What is expected:
Please return all lines from the records below that include the string "impl".
[Data section Boundary: Start]
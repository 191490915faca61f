// SPDX-License-Identifier: BUSL-1.1
// Copyright (c) 2026 Alfred Jean LLC

//! `GET /api/ws` — the live-update fabric's client transport. Each
//! connection owns a writer loop draining its hub mailbox; a write that
//! blocks past the slow-consumer timeout closes the session, matching
//! the hub's drop-oldest-on-overflow policy with an equivalent policy
//! for a transport that's stuck rather than merely behind.

use axum::extract::ws::{Message, WebSocket, WebSocketUpgrade};
use axum::extract::{Query, State};
use axum::response::Response;
use axum::routing::get;
use axum::Router;
use futures_util::{SinkExt, StreamExt};
use serde::Deserialize;
use sg_engine::SLOW_CONSUMER_TIMEOUT;

use crate::state::AppState;

pub fn router() -> Router<AppState> {
    Router::new().route("/api/ws", get(ws_handler))
}

#[derive(Deserialize)]
struct WsQuery {
    #[serde(rename = "trainingRunId")]
    training_run_id: Option<String>,
}

async fn ws_handler(
    ws: WebSocketUpgrade,
    State(state): State<AppState>,
    Query(query): Query<WsQuery>,
) -> Response {
    ws.on_upgrade(move |socket| handle_socket(socket, state, query.training_run_id))
}

async fn handle_socket(socket: WebSocket, state: AppState, training_run_id: Option<String>) {
    let (mut sender, mut receiver) = socket.split();
    let (session_id, handle) = state.hub.register(training_run_id);
    tracing::info!(%session_id, "websocket session opened");

    // The client never sends anything meaningful; draining the receiver
    // is how we notice the peer closed the connection.
    let mut closed = Box::pin(async move { while receiver.next().await.is_some() {} });

    loop {
        tokio::select! {
            _ = &mut closed => break,
            batch = handle.recv_batch() => {
                let mut broken = false;
                for message in batch {
                    let payload = match serde_json::to_string(&message) {
                        Ok(payload) => payload,
                        Err(err) => {
                            tracing::error!(%err, "failed to serialize broadcast message");
                            continue;
                        }
                    };
                    let write = tokio::time::timeout(SLOW_CONSUMER_TIMEOUT, sender.send(Message::Text(payload)));
                    match write.await {
                        Ok(Ok(())) => {}
                        Ok(Err(err)) => {
                            tracing::warn!(%session_id, %err, "websocket write failed, closing session");
                            broken = true;
                            break;
                        }
                        Err(_) => {
                            tracing::warn!(%session_id, "websocket write exceeded slow-consumer timeout, closing session");
                            broken = true;
                            break;
                        }
                    }
                }
                if broken {
                    break;
                }
            }
        }
    }

    state.hub.unregister(&session_id);
    tracing::info!(%session_id, "websocket session closed");
}
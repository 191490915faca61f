// SPDX-License-Identifier: BUSL-1.1
// Copyright (c) 2026 Alfred Jean LLC

//! Domain error kinds shared across every crate.
//!
//! Kinds are semantic, not type hierarchies: the HTTP boundary in
//! `sg-server` maps each variant to a status code; nothing else in the
//! workspace should need to pattern-match on error *strings*.

use thiserror::Error;

#[derive(Debug, Error)]
pub enum AppError {
    #[error("validation failed: {0}")]
    ValidationFailed(String),

    #[error("not found: {0}")]
    NotFound(String),

    #[error("conflict: {0}")]
    Conflict(String),

    #[error("render service unreachable: {0}")]
    RenderServiceUnreachable(String),

    #[error("render service error: {0}")]
    RenderServiceError(String),

    #[error("malformed response: {0}")]
    MalformedResponse(String),

    #[error("item timed out waiting for progress")]
    ItemTimeout,

    #[error("internal error: {0}")]
    Internal(String),
}

impl AppError {
    /// Stable machine-readable code, used in item `errorMessage` prefixes
    /// and in JSON error bodies.
    pub fn code(&self) -> &'static str {
        match self {
            AppError::ValidationFailed(_) => "validation_failed",
            AppError::NotFound(_) => "not_found",
            AppError::Conflict(_) => "conflict",
            AppError::RenderServiceUnreachable(_) => "render_service_unreachable",
            AppError::RenderServiceError(_) => "render_service_error",
            AppError::MalformedResponse(_) => "malformed_response",
            AppError::ItemTimeout => "item_timeout",
            AppError::Internal(_) => "internal",
        }
    }
}

pub type AppResult<T> = Result<T, AppError>;

#[cfg(test)]
mod tests {
    use super::*;

    #[test]
    fn code_is_stable_per_variant() {
        assert_eq!(AppError::NotFound("x".into()).code(), "not_found");
        assert_eq!(AppError::ItemTimeout.code(), "item_timeout");
    }
}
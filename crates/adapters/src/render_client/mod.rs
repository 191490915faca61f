// SPDX-License-Identifier: BUSL-1.1
// Copyright (c) 2026 Alfred Jean LLC

//! Adapter boundary for the render service: HTTP for request/response
//! operations, an independent WebSocket listener for progress events.

pub mod http;
pub mod queue_decode;
pub mod ws;

pub use http::{RenderHttpClient, RenderHttpError};
pub use ws::RenderServiceEvent;

#[cfg(any(test, feature = "test-support"))]
pub use fake::FakeRenderClient;

use sg_core::{AppError, AppResult};
use std::time::Duration;

const MAX_SUBMIT_ATTEMPTS: u32 = 5;
const INITIAL_RETRY_DELAY: Duration = Duration::from_secs(1);
const MAX_RETRY_DELAY: Duration = Duration::from_secs(30);

/// The operations the job dispatcher needs from the render service.
/// Kept narrow on purpose — `RenderHttpClient` exposes a wider surface
/// (history, object_info, view, system_stats) for callers that need it,
/// but only submission and interruption drive the dispatch loop.
#[async_trait::async_trait]
pub trait RenderClient: Clone + Send + Sync + 'static {
    async fn submit_prompt(&self, workflow: serde_json::Value, client_id: &str) -> Result<String, RenderHttpError>;
    async fn interrupt(&self) -> Result<(), RenderHttpError>;
}

impl From<RenderHttpError> for AppError {
    fn from(err: RenderHttpError) -> Self {
        match err {
            RenderHttpError::Unreachable(msg) => AppError::RenderServiceUnreachable(msg),
            RenderHttpError::ServiceError(msg) => AppError::RenderServiceError(msg),
            RenderHttpError::Malformed(msg) => AppError::MalformedResponse(msg),
        }
    }
}

/// Submit a workflow, retrying transient unreachable-service failures with
/// exponential backoff (1s, 2s, 4s, 8s, 16s, capped at 30s; 5 attempts
/// total). A non-transient `ServiceError`/`Malformed` response is returned
/// immediately without retrying.
pub async fn submit_with_retry<R: RenderClient>(
    client: &R,
    workflow: serde_json::Value,
    client_id: &str,
) -> AppResult<String> {
    let mut delay = INITIAL_RETRY_DELAY;
    let mut last_err = None;

    for attempt in 1..=MAX_SUBMIT_ATTEMPTS {
        match client.submit_prompt(workflow.clone(), client_id).await {
            Ok(prompt_id) => return Ok(prompt_id),
            Err(err @ RenderHttpError::Unreachable(_)) => {
                tracing::warn!(attempt, %err, "render service unreachable, will retry");
                last_err = Some(err);
                if attempt < MAX_SUBMIT_ATTEMPTS {
                    tokio::time::sleep(delay).await;
                    delay = (delay * 2).min(MAX_RETRY_DELAY);
                }
            }
            Err(err) => return Err(err.into()),
        }
    }

    #[allow(clippy::unwrap_used)]
    Err(last_err.unwrap().into())
}

#[cfg(test)]
mod tests {
    use super::*;

    #[test]
    fn maps_unreachable_to_render_service_unreachable() {
        let mapped: AppError = RenderHttpError::Unreachable("connection refused".into()).into();
        assert!(matches!(mapped, AppError::RenderServiceUnreachable(_)));
    }

    #[test]
    fn maps_malformed_to_malformed_response() {
        let mapped: AppError = RenderHttpError::Malformed("bad json".into()).into();
        assert!(matches!(mapped, AppError::MalformedResponse(_)));
    }

    #[tokio::test]
    async fn submit_with_retry_gives_up_after_exhausting_attempts() {
        let client = fake::FakeRenderClient::new();
        client.fail_submit_n_times(MAX_SUBMIT_ATTEMPTS, RenderHttpError::Unreachable("down".into()));
        let err = submit_with_retry(&client, serde_json::json!({}), "c1").await.unwrap_err();
        assert!(matches!(err, AppError::RenderServiceUnreachable(_)));
        assert_eq!(client.submit_call_count(), MAX_SUBMIT_ATTEMPTS as usize);
    }

    #[tokio::test]
    async fn submit_with_retry_recovers_after_transient_failures() {
        let client = fake::FakeRenderClient::new();
        client.fail_submit_n_times(2, RenderHttpError::Unreachable("down".into()));
        client.queue_submit_success("prompt-1");
        let prompt_id = submit_with_retry(&client, serde_json::json!({}), "c1").await.expect("submit");
        assert_eq!(prompt_id, "prompt-1");
    }

    #[tokio::test]
    async fn submit_with_retry_does_not_retry_service_errors() {
        let client = fake::FakeRenderClient::new();
        client.queue_submit_failure(RenderHttpError::ServiceError("bad request".into()));
        let err = submit_with_retry(&client, serde_json::json!({}), "c1").await.unwrap_err();
        assert!(matches!(err, AppError::RenderServiceError(_)));
        assert_eq!(client.submit_call_count(), 1);
    }
}

#[cfg(any(test, feature = "test-support"))]
#[cfg_attr(coverage_nightly, coverage(off))]
mod fake {
    use super::{RenderClient, RenderHttpError};
    use parking_lot::Mutex;
    use std::collections::VecDeque;
    use std::sync::Arc;

    enum QueuedSubmit {
        Ok(String),
        Err(RenderHttpError),
    }

    struct FakeState {
        submit_queue: VecDeque<QueuedSubmit>,
        submit_calls: usize,
        interrupt_calls: usize,
    }

    /// In-memory render-service double: programmed with a queue of
    /// submit outcomes consumed in order, recording call counts for
    /// assertions.
    #[derive(Clone)]
    pub struct FakeRenderClient {
        inner: Arc<Mutex<FakeState>>,
    }

    impl Default for FakeRenderClient {
        fn default() -> Self {
            Self {
                inner: Arc::new(Mutex::new(FakeState {
                    submit_queue: VecDeque::new(),
                    submit_calls: 0,
                    interrupt_calls: 0,
                })),
            }
        }
    }

    impl FakeRenderClient {
        pub fn new() -> Self {
            Self::default()
        }

        /// The next `submit_prompt` call succeeds with `prompt_id`.
        pub fn queue_submit_success(&self, prompt_id: impl Into<String>) {
            self.inner.lock().submit_queue.push_back(QueuedSubmit::Ok(prompt_id.into()));
        }

        /// The next `submit_prompt` call fails with `err`.
        pub fn queue_submit_failure(&self, err: RenderHttpError) {
            self.inner.lock().submit_queue.push_back(QueuedSubmit::Err(err));
        }

        /// The next `n` `submit_prompt` calls fail with clones of `err`.
        pub fn fail_submit_n_times(&self, n: u32, err: RenderHttpError) {
            let mut state = self.inner.lock();
            for _ in 0..n {
                state.submit_queue.push_back(QueuedSubmit::Err(clone_error(&err)));
            }
        }

        pub fn submit_call_count(&self) -> usize {
            self.inner.lock().submit_calls
        }

        pub fn interrupt_call_count(&self) -> usize {
            self.inner.lock().interrupt_calls
        }
    }

    fn clone_error(err: &RenderHttpError) -> RenderHttpError {
        match err {
            RenderHttpError::Unreachable(msg) => RenderHttpError::Unreachable(msg.clone()),
            RenderHttpError::ServiceError(msg) => RenderHttpError::ServiceError(msg.clone()),
            RenderHttpError::Malformed(msg) => RenderHttpError::Malformed(msg.clone()),
        }
    }

    #[async_trait::async_trait]
    impl RenderClient for FakeRenderClient {
        async fn submit_prompt(&self, _workflow: serde_json::Value, _client_id: &str) -> Result<String, RenderHttpError> {
            let mut state = self.inner.lock();
            state.submit_calls += 1;
            match state.submit_queue.pop_front() {
                Some(QueuedSubmit::Ok(prompt_id)) => Ok(prompt_id),
                Some(QueuedSubmit::Err(err)) => Err(err),
                None => Ok(format!("fake-prompt-{}", state.submit_calls)),
            }
        }

        async fn interrupt(&self) -> Result<(), RenderHttpError> {
            self.inner.lock().interrupt_calls += 1;
            Ok(())
        }
    }
}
[Data section Boundary: End]
Your solution:
impl AppError {
impl From<RenderHttpError> for AppError {
    impl Default for FakeRenderClient {
    impl FakeRenderClient {
        pub fn queue_submit_success(&self, prompt_id: impl Into<String>) {
    impl RenderClient for FakeRenderClient {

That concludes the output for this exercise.